Au moment de l’indépendance, les élites noires s’installent au pouvoir et désignent les Touaregs comme des Blancs : règlements de comptes historiques. La vie des Touaregs n’a jamais été un long oued tranquille. A la fin du XIXe siècle, les guerriers nomades parviennent à repousser les expéditions coloniales. Résistants puis soumis, bientôt vaincus par la supériorité militaire des colons, les Touaregs s’accommodent de la présence française dans le Sahara.En 1963, peu après l’indépendance malienne, une insurrection touarègue éclate dans la région de l’Adagh, là où a grandi Ousmane Ag Mossa. La répression est sanglante : accusée de soutenir les rebelles, la population civile se fait massacrer. Parmi les victimes, un homme nommé Alhabib Ag Sidi. Son fils de 4 ans, Ibrahim, prend le chemin de l’exode avec sa famille. Bien plus tard, Ibrahim prendra les armes, puis une guitare électrique pour fonder Tinariwen, le groupe qui a lancé le rock touareg.

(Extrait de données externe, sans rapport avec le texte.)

//! # Data Retrieval Module
//!
//! This module provides a centralized location for the upstream HTTP client
//! used by every stream.
//!
//! ## Purpose:
//! The goal of the `retrieve` module is to offer a consistent and robust way
//! to fetch data from the upstream game API, encapsulating common concerns such
//! as URL joining, bearer authentication, error classification and retry with
//! exponential backoff. This keeps networking logic out of the snapshot
//! fetcher and the stream domains.
//!
//! ## Contained Modules:
//!
//! - **`upstream_http`**: `UpstreamClient`, built on `reqwest` and
//!   `reqwest-middleware`, retrying network failures and rate-limit (429)
//!   responses with capped exponential backoff.

#![forbid(unsafe_code)]
#![warn(missing_docs, rust_2018_idioms, unused_qualifications)]

/// Upstream HTTP client with retry middleware for resilient network requests.
pub mod upstream_http;

pub use upstream_http::{RetrySettings, UpstreamClient, UpstreamError};
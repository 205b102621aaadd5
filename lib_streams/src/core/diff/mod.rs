//! # Diff Engine
//!
//! Pure functions computing the delta between two observations. Nothing in
//! here performs I/O or mutates its inputs; the controller replaces its cache
//! wholesale after each diff.
//!
//! - **`presence`**: which entities appeared or disappeared (flight plans).
//! - **`value`**: which goods changed price at a location (marketplaces).

/// Appeared/disappeared diff by entity identity.
pub mod presence;
/// Price-change diff grouped by location.
pub mod value;

pub use presence::{presence_diff, Identified, Presence, PresenceDiff, PresenceEvent};
pub use value::{value_diff, value_diff_listing, Priced, PricedListing};
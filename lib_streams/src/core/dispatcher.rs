//! # Broadcast Fan-out
//!
//! Delivers one cycle's payload to every registered connection.
//!
//! ## Core Design Principles:
//!
//! 1.  **Serialize once**: the payload is encoded to JSON a single time and
//!     wrapped in `Bytes`. Every recipient receives a clone of the same
//!     reference-counted buffer, never a copy of the data.
//!
//! 2.  **Independent delivery**: sends run concurrently and one recipient's
//!     failure never aborts delivery to the others. Nothing is queued or
//!     retried here; a missed payload is simply missed.
//!
//! 3.  **Stale pruning**: a recipient reported as gone is removed from the
//!     connection registry. Any other failure is logged and left alone.

use std::collections::{BTreeMap, BTreeSet};
use std::sync::Arc;

use async_trait::async_trait;
use bytes::Bytes;
use futures_util::future::join_all;
use serde::Serialize;
use thiserror::Error;

use crate::connections::state_store::StoreError;
use crate::core::registry::ConnectionRegistry;

/// Result of one delivery attempt.
#[derive(Debug, Clone, PartialEq, Eq)]
pub enum DeliveryOutcome {
    /// The whole payload was handed to the connection.
    Delivered,
    /// The connection no longer exists.
    Gone,
    /// Any other failure.
    Failed(String),
}

/// The push-delivery boundary of the hosting channel.
#[async_trait]
pub trait PushChannel: Send + Sync {
    /// Sends one complete message to `connection_id`.
    async fn send(&self, connection_id: &str, payload: Bytes) -> DeliveryOutcome;
}

/// Errors that prevent a broadcast from starting.
#[derive(Debug, Error)]
pub enum DispatchError {
    /// The payload could not be encoded.
    #[error("Failed to serialize broadcast payload: {0}")]
    Serialize(#[from] serde_json::Error),

    /// The recipient list could not be read.
    #[error("Failed to read connection registry: {0}")]
    Registry(#[from] StoreError),
}

/// Per-recipient outcome of one broadcast.
#[derive(Debug, Default)]
pub struct BroadcastReport {
    /// Outcome keyed by connection id.
    pub outcomes: BTreeMap<String, DeliveryOutcome>,
    /// Connections removed from the registry because they were gone.
    pub pruned: usize,
}

impl BroadcastReport {
    /// Number of recipients that received the payload.
    pub fn delivered(&self) -> usize {
        self.outcomes
            .values()
            .filter(|o| **o == DeliveryOutcome::Delivered)
            .count()
    }
}

/// Fan-out over the registry of one stream.
#[derive(Clone)]
pub struct Broadcaster {
    registry: ConnectionRegistry,
    channel: Arc<dyn PushChannel>,
}

impl Broadcaster {
    /// Pairs a connection registry with the channel that reaches its members.
    pub fn new(registry: ConnectionRegistry, channel: Arc<dyn PushChannel>) -> Self {
        Self { registry, channel }
    }

    /// The registry this broadcaster reads recipients from.
    pub fn registry(&self) -> &ConnectionRegistry {
        &self.registry
    }

    /// Sends `payload` to every currently registered connection.
    pub async fn broadcast<P: Serialize + ?Sized>(
        &self,
        payload: &P,
    ) -> Result<BroadcastReport, DispatchError> {
        let recipients = self.registry.list_all().await?;
        self.broadcast_to(payload, &recipients).await
    }

    /// Sends `payload` to each of `recipients`, pruning the gone ones.
    pub async fn broadcast_to<P: Serialize + ?Sized>(
        &self,
        payload: &P,
        recipients: &BTreeSet<String>,
    ) -> Result<BroadcastReport, DispatchError> {
        let frame = Bytes::from(serde_json::to_vec(payload)?);

        let sends = recipients.iter().map(|id| {
            let frame = frame.clone();
            async move { (id.clone(), self.channel.send(id, frame).await) }
        });
        let outcomes: BTreeMap<String, DeliveryOutcome> = join_all(sends).await.into_iter().collect();

        let mut report = BroadcastReport {
            outcomes,
            pruned: 0,
        };
        for (id, outcome) in &report.outcomes {
            match outcome {
                DeliveryOutcome::Delivered => {}
                DeliveryOutcome::Gone => match self.registry.unregister(id).await {
                    Ok(()) => {
                        log::info!("Connection '{}' is gone. Removed from registry.", id);
                        report.pruned += 1;
                    }
                    Err(e) => log::warn!("Failed to prune gone connection '{}': {}", id, e),
                },
                DeliveryOutcome::Failed(reason) => {
                    log::warn!("Delivery to '{}' failed: {}", id, reason);
                }
            }
        }

        log::debug!(
            "Broadcast {} bytes to {}/{} connections",
            frame.len(),
            report.delivered(),
            recipients.len()
        );
        Ok(report)
    }
}
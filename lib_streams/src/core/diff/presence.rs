//! Presence diff: entities compared by identity only.
//!
//! `appeared` holds entities of `current` whose id is not in `previous`,
//! `disappeared` the entities of `previous` whose id is not in `current`.
//! An entity present in both produces nothing, whatever its fields did.

use std::collections::HashSet;

use serde::{Deserialize, Serialize};

/// An entity with a stable identity.
pub trait Identified {
    /// The identity compared across snapshots.
    fn identity(&self) -> &str;
}

/// Classification of a presence change.
#[derive(Debug, Clone, Copy, PartialEq, Eq, Serialize, Deserialize)]
#[serde(rename_all = "SCREAMING_SNAKE_CASE")]
pub enum Presence {
    /// Present now, absent before.
    Appeared,
    /// Present before, absent now.
    Disappeared,
}

/// An entity tagged with its presence change.
#[derive(Debug, Clone, PartialEq, Serialize)]
pub struct PresenceEvent<T> {
    /// The entity as last observed.
    #[serde(flatten)]
    pub entity: T,
    /// What happened to it.
    #[serde(rename = "type")]
    pub presence: Presence,
}

/// Both halves of a presence diff.
#[derive(Debug, Clone, PartialEq)]
pub struct PresenceDiff<T> {
    /// Entities new in the current observation.
    pub appeared: Vec<T>,
    /// Entities gone from the current observation.
    pub disappeared: Vec<T>,
}

impl<T> PresenceDiff<T> {
    /// Whether neither side changed.
    pub fn is_empty(&self) -> bool {
        self.appeared.is_empty() && self.disappeared.is_empty()
    }

    /// Flattens into one tagged batch, appeared first.
    pub fn into_events(self) -> Vec<PresenceEvent<T>> {
        let appeared = self.appeared.into_iter().map(|entity| PresenceEvent {
            entity,
            presence: Presence::Appeared,
        });
        let disappeared = self.disappeared.into_iter().map(|entity| PresenceEvent {
            entity,
            presence: Presence::Disappeared,
        });
        appeared.chain(disappeared).collect()
    }
}

/// Computes which entities appeared in and disappeared from `current`.
pub fn presence_diff<T>(previous: &[T], current: &[T]) -> PresenceDiff<T>
where
    T: Identified + Clone,
{
    let previous_ids: HashSet<&str> = previous.iter().map(Identified::identity).collect();
    let current_ids: HashSet<&str> = current.iter().map(Identified::identity).collect();

    PresenceDiff {
        appeared: current
            .iter()
            .filter(|entity| !previous_ids.contains(entity.identity()))
            .cloned()
            .collect(),
        disappeared: previous
            .iter()
            .filter(|entity| !current_ids.contains(entity.identity()))
            .cloned()
            .collect(),
    }
}
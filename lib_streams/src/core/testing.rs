//! Test doubles shared by the controller and supervisor tests.

use std::collections::{BTreeSet, HashMap, VecDeque};
use std::sync::atomic::{AtomicUsize, Ordering};
use std::sync::{Arc, Mutex};
use std::time::Duration;

use async_trait::async_trait;
use bytes::Bytes;

use crate::connections::state_store::{MemoryStore, StateStore};
use crate::core::continuation::ChannelContinuation;
use crate::core::dispatcher::{Broadcaster, DeliveryOutcome, PushChannel};
use crate::core::domain::{ChangeSet, StreamDomain};
use crate::core::generation::StreamContext;
use crate::core::registry::ConnectionRegistry;
use crate::core::settings::EngineSettings;
use crate::core::snapshot::Snapshot;
use crate::retrieve::upstream_http::{RetrySettings, UpstreamClient, UpstreamError};

/// Domain answering each partition from a script of rounds.
///
/// A round of `None` fails that fetch. The last round repeats forever.
#[derive(Default)]
pub struct ScriptedDomain {
    rounds: Mutex<HashMap<String, VecDeque<Option<Vec<String>>>>>,
    discovered: Option<Vec<String>>,
    pub fetches: AtomicUsize,
}

impl ScriptedDomain {
    pub fn new(script: &[(&str, Vec<Option<Vec<&str>>>)]) -> Self {
        let rounds = script
            .iter()
            .map(|(partition, rounds)| {
                let rounds = rounds
                    .iter()
                    .map(|round| {
                        round
                            .as_ref()
                            .map(|ids| ids.iter().map(|id| id.to_string()).collect())
                    })
                    .collect();
                (partition.to_string(), rounds)
            })
            .collect();
        Self {
            rounds: Mutex::new(rounds),
            ..Default::default()
        }
    }

    pub fn with_discovery(mut self, partitions: &[&str]) -> Self {
        self.discovered = Some(partitions.iter().map(|p| p.to_string()).collect());
        self
    }
}

#[async_trait]
impl StreamDomain for ScriptedDomain {
    type Listing = Vec<String>;
    type Delta = Vec<String>;

    fn name(&self) -> &str {
        "scripted"
    }

    async fn fetch_partition(
        &self,
        _client: &UpstreamClient,
        partition: &str,
    ) -> Result<(String, Vec<String>), UpstreamError> {
        self.fetches.fetch_add(1, Ordering::SeqCst);
        let round = {
            let mut rounds = self.rounds.lock().unwrap();
            let queue = rounds.get_mut(partition).expect("unscripted partition");
            if queue.len() > 1 {
                queue.pop_front().unwrap()
            } else {
                queue.front().cloned().unwrap()
            }
        };
        round
            .map(|ids| (partition.to_string(), ids))
            .ok_or_else(|| UpstreamError::Status {
                status: 503,
                path: partition.to_string(),
                body: None,
            })
    }

    fn entity_ids(&self, listing: &Vec<String>) -> Vec<String> {
        listing.clone()
    }

    /// Presence-style diff tagging ids with `+` and `-`.
    fn diff(
        &self,
        previous: &Snapshot<Vec<String>>,
        current: &Snapshot<Vec<String>>,
    ) -> ChangeSet<Vec<String>> {
        let mut events = Vec::new();
        let mut changed = BTreeSet::new();
        for (partition, ids) in current.iter() {
            let before = previous.get(partition).cloned().unwrap_or_default();
            for id in ids.iter().filter(|id| !before.contains(id)) {
                events.push(format!("+{id}"));
                changed.insert(partition.clone());
            }
            for id in before.iter().filter(|id| !ids.contains(id)) {
                events.push(format!("-{id}"));
                changed.insert(partition.clone());
            }
        }
        ChangeSet {
            delta: (!events.is_empty()).then_some(events),
            changed_partitions: changed,
        }
    }

    async fn discover_partitions(
        &self,
        _client: &UpstreamClient,
    ) -> Result<Option<Vec<String>>, UpstreamError> {
        Ok(self.discovered.clone())
    }
}

/// Channel recording every delivered payload.
#[derive(Default)]
pub struct RecordingChannel {
    pub received: Mutex<Vec<(String, Bytes)>>,
}

impl RecordingChannel {
    /// Delivered payloads decoded as JSON.
    pub fn payloads(&self) -> Vec<serde_json::Value> {
        self.received
            .lock()
            .unwrap()
            .iter()
            .map(|(_, bytes)| serde_json::from_slice(bytes).unwrap())
            .collect()
    }
}

#[async_trait]
impl PushChannel for RecordingChannel {
    async fn send(&self, connection_id: &str, payload: Bytes) -> DeliveryOutcome {
        self.received
            .lock()
            .unwrap()
            .push((connection_id.to_string(), payload));
        DeliveryOutcome::Delivered
    }
}

pub fn settings(partitions: &[&str]) -> EngineSettings {
    EngineSettings {
        stream: "scripted".into(),
        partitions: partitions.iter().map(|p| p.to_string()).collect(),
        poll_interval: Duration::from_secs(1),
        execution_budget: Duration::from_secs(10),
        safety_margin: Duration::from_secs(1),
        watchdog_interval: Duration::from_secs(60),
        lease_grace: Duration::from_secs(5),
    }
}

/// Everything a test needs to drive and observe one stream.
pub struct Harness {
    pub domain: Arc<ScriptedDomain>,
    pub store: Arc<MemoryStore>,
    pub channel: Arc<RecordingChannel>,
    pub registry: ConnectionRegistry,
    pub continuations: tokio::sync::mpsc::UnboundedReceiver<Bytes>,
    pub context: Arc<StreamContext<ScriptedDomain>>,
}

impl Harness {
    pub fn new(domain: ScriptedDomain, settings: EngineSettings) -> Self {
        let domain = Arc::new(domain);
        let store = Arc::new(MemoryStore::new());
        let channel = Arc::new(RecordingChannel::default());
        let registry = ConnectionRegistry::new(store.clone());
        let (sink, continuations) = ChannelContinuation::channel();
        let client =
            UpstreamClient::new("http://127.0.0.1:9/", None, &RetrySettings::default()).unwrap();
        let context = Arc::new(StreamContext {
            domain: domain.clone(),
            client: Arc::new(client),
            store: store.clone() as Arc<dyn StateStore>,
            broadcaster: Broadcaster::new(registry.clone(), channel.clone()),
            continuation: Arc::new(sink),
            settings,
            shutdown: tokio_util::sync::CancellationToken::new(),
        });
        Self {
            domain,
            store,
            channel,
            registry,
            continuations,
            context,
        }
    }
}
use crate::streams_logic::state::{AppState, StreamEndpoint};
use axum::{
    extract::{
        ws::{Message, WebSocket, WebSocketUpgrade},
        Path, State,
    },
    http::StatusCode,
    response::{IntoResponse, Response},
    routing::get,
    Router,
};
use bytes::Bytes;
use futures_util::StreamExt;
use std::net::SocketAddr;
use tokio_util::sync::CancellationToken;

pub fn router(app_state: AppState) -> Router {
    Router::new()
        .route("/health", get(health_handler))
        .route("/{stream}", get(ws_handler))
        .with_state(app_state)
}

pub async fn run(port: u16, app_state: AppState) -> anyhow::Result<()> {
    let shutdown = app_state.shutdown.clone();
    let app = router(app_state);

    let addr = SocketAddr::from(([0, 0, 0, 0], port));
    log::info!("Downstream server listening on {}", addr);

    let listener = tokio::net::TcpListener::bind(&addr).await?;
    axum::serve(listener, app)
        .with_graceful_shutdown(async move {
            shutdown.cancelled().await;
            log::info!("Downstream server shutting down.");
        })
        .await?;
    Ok(())
}

async fn ws_handler(
    Path(stream): Path<String>,
    ws: WebSocketUpgrade,
    State(state): State<AppState>,
) -> Response {
    match state.endpoint(&stream) {
        Some(endpoint) => {
            let endpoint = endpoint.clone();
            let shutdown = state.shutdown.clone();
            ws.on_upgrade(move |socket| handle_socket(socket, stream, endpoint, shutdown))
        }
        None => (StatusCode::NOT_FOUND, format!("Unknown stream '{}'", stream)).into_response(),
    }
}

async fn health_handler(State(state): State<AppState>) -> impl IntoResponse {
    (StatusCode::OK, format!("OK {}", state.streams().join(",")))
}

fn to_message(frame: Bytes) -> Message {
    // Payloads are JSON, so this is the text path in practice
    match String::from_utf8(frame.to_vec()) {
        Ok(text) => Message::Text(text.into()),
        Err(_) => Message::Binary(frame),
    }
}

async fn handle_socket(
    mut socket: WebSocket,
    stream: String,
    endpoint: StreamEndpoint,
    shutdown: CancellationToken,
) {
    let connection_id = uuid::Uuid::new_v4().to_string();
    let mut outbound = endpoint.gateway.attach(&connection_id).await;
    if let Err(e) = endpoint.registry.register(&connection_id).await {
        log::error!("[{}] Failed to register connection {}: {}", stream, connection_id, e);
        endpoint.gateway.detach(&connection_id).await;
        return;
    }
    log::info!("[{}] Client {} connected", stream, connection_id);

    loop {
        tokio::select! {
            _ = shutdown.cancelled() => {
                let _ = socket.send(Message::Close(None)).await;
                break;
            }
            incoming = socket.next() => {
                match incoming {
                    Some(Ok(Message::Close(_))) | None => break,
                    Some(Err(e)) => {
                        log::debug!("[{}] Client {} socket error: {}", stream, connection_id, e);
                        break;
                    }
                    // Subscribers only listen; anything else they send is ignored
                    Some(Ok(_)) => {}
                }
            }
            frame = outbound.recv() => {
                let Some(frame) = frame else { break };
                if let Err(e) = socket.send(to_message(frame)).await {
                    log::debug!("[{}] Send to {} failed: {}", stream, connection_id, e);
                    break;
                }
            }
        }
    }

    endpoint.gateway.detach(&connection_id).await;
    if let Err(e) = endpoint.registry.unregister(&connection_id).await {
        log::warn!("[{}] Failed to unregister connection {}: {}", stream, connection_id, e);
    }
    log::info!("[{}] Client {} disconnected", stream, connection_id);
}

#[cfg(test)]
mod tests {
    use super::*;
    use crate::streams_logic::state::WsGateway;
    use lib_streams::connections::MemoryStore;
    use lib_streams::core::ConnectionRegistry;
    use std::collections::HashMap;
    use std::sync::Arc;

    fn app_state() -> AppState {
        let endpoint = StreamEndpoint {
            registry: ConnectionRegistry::new(Arc::new(MemoryStore::new())),
            gateway: WsGateway::new(),
        };
        AppState::new(
            HashMap::from([("flightplans".to_string(), endpoint)]),
            CancellationToken::new(),
        )
    }

    #[tokio::test]
    async fn health_lists_the_served_streams() {
        let response = health_handler(State(app_state())).await.into_response();
        assert_eq!(response.status(), StatusCode::OK);
    }

    #[test]
    fn json_frames_become_text_messages() {
        let message = to_message(Bytes::from_static(br#"[{"type":"LANDED"}]"#));
        assert!(matches!(message, Message::Text(ref t) if t.as_str() == r#"[{"type":"LANDED"}]"#));
    }
}
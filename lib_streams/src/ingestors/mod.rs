//! # Stream Ingestors Module
//!
//! The concrete streams served by the engine. Each one is a `StreamDomain`
//! pairing an upstream endpoint with a diff shape.
//!
//! ## Contained Modules:
//! - **`flight_plans`**: ships launching and landing, found with a presence
//!   diff over every system's flight plans.
//! - **`market`**: buy and sell price changes at tracked marketplaces, found
//!   with a value diff.

#![forbid(unsafe_code)]
#![warn(missing_docs, rust_2018_idioms, unused_qualifications)]

/// Flight plan stream.
pub mod flight_plans;
/// Marketplace stream.
pub mod market;

// --- Public API Re-exports ---
pub use flight_plans::{FlightPlanEvent, FlightPlanEventKind, FlightPlansDomain};
pub use market::{MarketDelta, MarketDomain};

Dans les années 1970, les Touaregs sont de plus en plus désorganisés, marginalisés, frappés par de nouvelles sécheresses. Beaucoup se sédentarisent, exilés économiques en Algérie ou en Libye, où le colonel Kadhafi leur offre l’asile en échange d’une formation militaire – marché de dupes, les enrégimentés serviront surtout de chair à canon dans la Légion islamiste, pour défendre des causes qui ne sont pas les leurs.
En 1990, au Niger et au Mali, la résistance armée reprend. Le 29 juin, un groupe de rebelles attaque la gendarmerie et la prison de Menaka dans le nord du Mali. Pour l’armée malienne, c’est l’ouverture de la chasse aux Touaregs dans les montagnes de l’Adagh. Les civils et le bétail sont massacrés. Ousmane se souvient : “On a dû quitter le village. Les rebelles se cachaient dans la montagne mais pour l’armée malienne, tous les Touaregs étaient des Peaux-Rouges, des rebelles. On est restés un an à la frontière algérienne, dans les montagnes, on se déplaçait quand l’armée arrivait. C’était la misère, on avait abandonné le travail, les jardins. Ce sont mes premiers souvenirs, des mauvais souvenirs restés gravés dans ma tête.”